API gateway vs direct service exposure
Route every client call through one managed front door, or let clients hit services directly — centralization and control versus latency and simplicity.
The question
With many backend services, how do clients reach them? Two stances:
- API gateway — all client traffic flows through one managed entry point that routes to services.
- Direct exposure — clients call each service directly (each has its own public endpoint).
API gateway — centralize
One front door handles cross-cutting concerns once, so services stay focused.
- Wins: centralized auth, rate limiting, logging, and TLS; clients see one stable surface while you refactor services behind it; request aggregation (one client call → several service calls combined); hides internal topology.
- Costs: an extra network hop (latency); a potential bottleneck and single point of failure (must be scaled and made redundant); one more thing to operate; risk of a “god gateway” accumulating business logic.
Direct exposure — decentralize
Clients talk to services straight, no intermediary.

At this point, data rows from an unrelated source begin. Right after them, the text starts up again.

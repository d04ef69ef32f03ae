//! Main rendering module
//!
//! Handles rendering the complete UI including:
//! - Header with title and rate table date
//! - The converter row (selectors, amount fields, swap, theme radios)
//! - Dropdown overlay
//! - Status bar

use crate::app::{App, PopupState};
use crate::config::ThemeName;
use crate::types::{Focus, Side};
use crate::ui::widgets;
use ratatui::{
    layout::{Alignment, Constraint, Layout, Rect},
    widgets::{Block, Borders, Paragraph},
    Frame,
};

/// Widths of the row widgets, in display order
const ROW_WIDTHS: [u16; 7] = [10, 14, 10, 14, 19, 11, 11];

/// Main render function - entry point for all UI rendering
pub fn render(frame: &mut Frame, app: &App) {
    let area = frame.area();

    // Paint the whole window with the active theme first
    frame.render_widget(Block::default().style(app.theme.text()), area);

    // Main layout: header, content, status bar
    let layout = Layout::vertical([
        Constraint::Length(3),  // Header
        Constraint::Min(3),     // Converter row
        Constraint::Length(1),  // Status bar
    ])
    .split(area);

    render_header(frame, app, layout[0]);

    let cells = render_panel(frame, app, layout[1]);

    render_status_bar(frame, app, layout[2]);

    render_popups(frame, app, &cells, area);
}

/// Render header with title and rate table info
fn render_header(frame: &mut Frame, app: &App, area: Rect) {
    let theme = &app.theme;
    let rates = app.panel.provider();

    let header_block = Block::default()
        .style(theme.text())
        .title(" Currency converter ")
        .title_style(theme.title())
        .borders(Borders::BOTTOM)
        .border_style(theme.border());

    frame.render_widget(header_block, area);

    // Info line sits on the second header row
    if area.height < 2 {
        return;
    }

    let info = Paragraph::new(format!("rates of {} · base {}", rates.date(), rates.base()))
        .style(theme.text_dim())
        .alignment(Alignment::Right);

    let info_area = Rect {
        x: area.x + 2,
        y: area.y + 1,
        width: area.width.saturating_sub(4),
        height: 1,
    }
    .intersection(area);
    frame.render_widget(info, info_area);
}

/// Render the converter row, returning the area of each widget
fn render_panel(frame: &mut Frame, app: &App, area: Rect) -> Vec<Rect> {
    let theme = &app.theme;
    let state = app.panel.state();

    let row_width: u16 = ROW_WIDTHS.iter().sum();
    let row_area = widgets::centered_rect(row_width.min(area.width), area.height.min(3), area);
    let cells = widgets::horizontal_row(row_area, &ROW_WIDTHS);

    let focused = |f: Focus| app.focus == f;

    widgets::render_field(
        frame,
        Side::Source.label(),
        &format!("{} ▾", state.source),
        focused(Focus::Source),
        theme,
        cells[0],
    );
    widgets::render_field(
        frame,
        "Amount",
        &app.amount_text(),
        focused(Focus::Amount),
        theme,
        cells[1],
    );
    widgets::render_field(
        frame,
        Side::Target.label(),
        &format!("{} ▾", state.target),
        focused(Focus::Target),
        theme,
        cells[2],
    );
    widgets::render_field(frame, "Converted", &state.output.to_string(), false, theme, cells[3]);
    widgets::render_button(frame, "Swap currencies", focused(Focus::Swap), theme, cells[4]);
    widgets::render_radio(
        frame,
        ThemeName::Light.as_str(),
        state.theme == ThemeName::Light,
        focused(Focus::LightTheme),
        theme,
        cells[5],
    );
    widgets::render_radio(
        frame,
        ThemeName::Dark.as_str(),
        state.theme == ThemeName::Dark,
        focused(Focus::DarkTheme),
        theme,
        cells[6],
    );

    cells
}

/// Render status bar with keybindings
fn render_status_bar(frame: &mut Frame, app: &App, area: Rect) {
    let theme = &app.theme;

    let hints = match (&app.popup, app.focus) {
        (PopupState::Dropdown { .. }, _) => "[j/k] Navigate  [A-Z] Jump  [Enter] Select  [Esc] Cancel",
        (_, Focus::Source | Focus::Target) => "[Tab] Next  [j/k] Change  [Enter] List  [s] Swap  [l/d] Theme  [q] Quit",
        (_, Focus::Amount) => "[Tab] Next  [0-9] Type  [Backspace] Delete  [↑/↓] ±1  [PgUp/PgDn] ±100  [q] Quit",
        (_, Focus::Swap) => "[Tab] Next  [Enter] Swap  [l/d] Theme  [q] Quit",
        (_, Focus::LightTheme | Focus::DarkTheme) => "[Tab] Next  [←/→] Choose theme  [s] Swap  [q] Quit",
    };

    widgets::render_status_bar(frame, hints, "", theme, area);
}

/// Render the dropdown overlay if open
fn render_popups(frame: &mut Frame, app: &App, cells: &[Rect], area: Rect) {
    if let PopupState::Dropdown { side, cursor } = &app.popup {
        let anchor = match side {
            Side::Source => cells[0],
            Side::Target => cells[2],
        };

        widgets::render_dropdown(
            frame,
            side.label(),
            app.panel.currencies(),
            *cursor,
            &app.theme,
            anchor,
            area,
        );
    }
}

- Wins: lower latency (no extra hop); fewer moving parts; no shared bottleneck; each service evolves and scales independently.
- Costs: every service must implement its own auth, rate limiting, TLS, and logging (duplication and drift); clients are coupled to internal structure and many endpoints; larger attack surface; cross-cutting policy is hard to enforce uniformly.
The trade-off in one line
Centralized control and a clean client surface (gateway) vs lower latency and simplicity (direct). As the number of services and clients grows, the duplication and coupling of direct exposure usually outweighs the saved hop — which is why most microservice systems adopt a gateway.
Nuance: internal vs external
A common hybrid: a gateway for external/public clients (you need the auth, quotas, and stable surface), but direct service-to-service calls internally (often via service mesh / service discovery) where the extra hop isn’t worth it and services already trust each other.
The interview cue
“Public clients go through an API gateway for centralized auth and rate limiting and a stable contract; internally, services call each other directly through the mesh to avoid the extra hop. The gateway is a SPOF, so I’d run it redundantly behind a load balancer.” Showing you’d centralize at the edge but not internally — and that you see the gateway’s bottleneck risk — is the senior read.